SUPPLIED MATERIAL:
★ ★ ★
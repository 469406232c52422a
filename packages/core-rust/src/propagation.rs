//! Trace context propagation into message headers.
//!
//! [`W3cPropagator`] writes the W3C `traceparent`/`tracestate` headers through
//! OpenTelemetry's trace-context propagator and the W3C `baggage` header in
//! the context's own entry order, then adds the messaging tags that describe
//! the destination. Injection is all-or-nothing: if the carrier refuses any
//! header, the carrier is restored to what it held before the call.

use std::collections::HashMap;

use opentelemetry::propagation::{Extractor, Injector, TextMapPropagator};
use opentelemetry_sdk::propagation::TraceContextPropagator;
use tracing::debug;

use crate::envelope::{HeaderCarrier, HeaderValue, InjectionError, MessageHeaders};
use crate::trace::TraceContext;

/// W3C baggage header key.
pub const BAGGAGE_HEADER: &str = "baggage";

const TRACEPARENT_HEADER: &str = "traceparent";

/// Header keys for the messaging tags.
pub mod tag_keys {
    pub const SYSTEM: &str = "messaging.system";
    pub const DESTINATION_KIND: &str = "messaging.destination_kind";
    pub const DESTINATION: &str = "messaging.destination";
    pub const ROUTING_KEY: &str = "messaging.rabbitmq.routing_key";
}

/// Messaging system name advertised in [`tag_keys::SYSTEM`].
pub const MESSAGING_SYSTEM: &str = "rabbitmq";

/// Descriptive tags for the destination a message is published to.
#[derive(Debug, Clone, PartialEq, Eq)]
pub struct MessagingTags {
    pub system: String,
    pub destination_kind: String,
    /// Exchange name. Empty for the default exchange.
    pub destination: String,
    pub routing_key: String,
}

impl MessagingTags {
    /// Tags for a direct-to-queue publish through the default exchange.
    #[must_use]
    pub fn for_queue(queue: &str) -> Self {
        Self {
            system: MESSAGING_SYSTEM.to_string(),
            destination_kind: "queue".to_string(),
            destination: String::new(),
            routing_key: queue.to_string(),
        }
    }

    fn entries(&self) -> [(&'static str, &str); 4] {
        [
            (tag_keys::SYSTEM, self.system.as_str()),
            (tag_keys::DESTINATION_KIND, self.destination_kind.as_str()),
            (tag_keys::DESTINATION, self.destination.as_str()),
            (tag_keys::ROUTING_KEY, self.routing_key.as_str()),
        ]
    }
}

/// Writes a trace context and messaging tags into a header carrier.
///
/// Pure: no I/O, and the trace context is only read.
pub trait ContextPropagator: Send + Sync {
    /// # Errors
    ///
    /// Returns the carrier's refusal. The carrier holds none of the
    /// propagation headers when an error is returned.
    fn inject(
        &self,
        ctx: &TraceContext,
        tags: &MessagingTags,
        carrier: &mut dyn HeaderCarrier,
    ) -> Result<(), InjectionError>;
}

/// W3C trace context + W3C baggage propagator.
pub struct W3cPropagator {
    trace_context: TraceContextPropagator,
}

impl W3cPropagator {
    #[must_use]
    pub fn new() -> Self {
        Self {
            trace_context: TraceContextPropagator::new(),
        }
    }

    /// Rebuilds the trace context carried by `headers`, if any.
    #[must_use]
    pub fn extract(&self, headers: &MessageHeaders) -> Option<TraceContext> {
        let cx = self.trace_context.extract(&HeaderExtractor(headers));
        let ctx = TraceContext::from_otel_context(&cx)?;
        Some(apply_baggage(ctx, headers.get_str(BAGGAGE_HEADER)))
    }

    /// Rebuilds a trace context from raw `traceparent` and optional `baggage` values.
    #[must_use]
    pub fn extract_from_values(
        &self,
        traceparent: &str,
        baggage: Option<&str>,
    ) -> Option<TraceContext> {
        let mut map = HashMap::new();
        map.insert(TRACEPARENT_HEADER.to_string(), traceparent.to_string());
        let cx = self.trace_context.extract(&map);
        let ctx = TraceContext::from_otel_context(&cx)?;
        Some(apply_baggage(ctx, baggage))
    }
}

impl Default for W3cPropagator {
    fn default() -> Self {
        Self::new()
    }
}

impl ContextPropagator for W3cPropagator {
    fn inject(
        &self,
        ctx: &TraceContext,
        tags: &MessagingTags,
        carrier: &mut dyn HeaderCarrier,
    ) -> Result<(), InjectionError> {
        let mut staged = StagedHeaders::default();
        self.trace_context
            .inject_context(&ctx.to_otel_context(), &mut staged);
        if let Some(baggage) = encode_baggage(ctx.baggage()) {
            staged.set(BAGGAGE_HEADER, baggage);
        }
        for (key, value) in tags.entries() {
            staged.set(key, value.to_string());
        }

        // Each written key with the value it replaced, for rollback.
        let mut written: Vec<(String, Option<HeaderValue>)> = Vec::with_capacity(staged.0.len());
        for (key, value) in staged.0 {
            match carrier.try_set(&key, HeaderValue::Str(value)) {
                Ok(previous) => written.push((key, previous)),
                Err(err) => {
                    rollback(carrier, written);
                    return Err(err);
                }
            }
        }
        Ok(())
    }
}

/// Undoes writes in reverse order, restoring replaced values.
fn rollback(carrier: &mut dyn HeaderCarrier, written: Vec<(String, Option<HeaderValue>)>) {
    for (key, previous) in written.into_iter().rev() {
        match previous {
            Some(value) => {
                if let Err(err) = carrier.try_set(&key, value) {
                    debug!(key = %key, error = %err, "could not restore header during rollback");
                }
            }
            None => {
                carrier.remove(&key);
            }
        }
    }
}

// ----- Baggage codec -----

/// Encodes entries as a W3C `baggage` value, in order: comma-separated
/// `key=value` members with both sides percent-encoded. `None` when empty.
#[must_use]
pub fn encode_baggage(entries: &[(String, String)]) -> Option<String> {
    if entries.is_empty() {
        return None;
    }
    let members: Vec<String> = entries
        .iter()
        .map(|(key, value)| {
            format!(
                "{}={}",
                urlencoding::encode(key),
                urlencoding::encode(value)
            )
        })
        .collect();
    Some(members.join(","))
}

/// Parses a W3C `baggage` value into entries, in header order.
///
/// Member properties (`;...`) are dropped. Members without `=`, with an empty
/// key, or with invalid percent-encoding are skipped.
#[must_use]
pub fn decode_baggage(header: &str) -> Vec<(String, String)> {
    header
        .split(',')
        .filter_map(|member| {
            let pair = member.split(';').next()?;
            let (key, value) = pair.split_once('=')?;
            let key = urlencoding::decode(key.trim()).ok()?;
            let value = urlencoding::decode(value.trim()).ok()?;
            if key.is_empty() {
                return None;
            }
            Some((key.into_owned(), value.into_owned()))
        })
        .collect()
}

fn apply_baggage(ctx: TraceContext, header: Option<&str>) -> TraceContext {
    header
        .map(decode_baggage)
        .unwrap_or_default()
        .into_iter()
        .fold(ctx, |ctx, (key, value)| ctx.with_baggage(key, value))
}

/// Collects propagator output before it touches the real carrier.
#[derive(Default)]
struct StagedHeaders(Vec<(String, String)>);

impl Injector for StagedHeaders {
    fn set(&mut self, key: &str, value: String) {
        self.0.retain(|(k, _)| k != key);
        self.0.push((key.to_string(), value));
    }
}

struct HeaderExtractor<'a>(&'a MessageHeaders);

impl Extractor for HeaderExtractor<'_> {
    fn get(&self, key: &str) -> Option<&str> {
        self.0.get_str(key)
    }

    fn keys(&self) -> Vec<&str> {
        self.0.iter().map(|(k, _)| k).collect()
    }
}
★ ★ ★
WHAT NEEDS TO BE DONE:
Only the lines from the one with "fn apply_baggage(ctx: TraceContext, header: Option<&str>)" to the end of the entries above belong in your answer. Retype them exactly.

EXERCISE OUTPUT:
fn apply_baggage(ctx: TraceContext, header: Option<&str>) -> TraceContext {
    header
        .map(decode_baggage)
        .unwrap_or_default()
        .into_iter()
        .fold(ctx, |ctx, (key, value)| ctx.with_baggage(key, value))
}

/// Collects propagator output before it touches the real carrier.
#[derive(Default)]
struct StagedHeaders(Vec<(String, String)>);

impl Injector for StagedHeaders {
    fn set(&mut self, key: &str, value: String) {
        self.0.retain(|(k, _)| k != key);
        self.0.push((key.to_string(), value));
    }
}

struct HeaderExtractor<'a>(&'a MessageHeaders);

impl Extractor for HeaderExtractor<'_> {
    fn get(&self, key: &str) -> Option<&str> {
        self.0.get_str(key)
    }

    fn keys(&self) -> Vec<&str> {
        self.0.iter().map(|(k, _)| k).collect()
    }
}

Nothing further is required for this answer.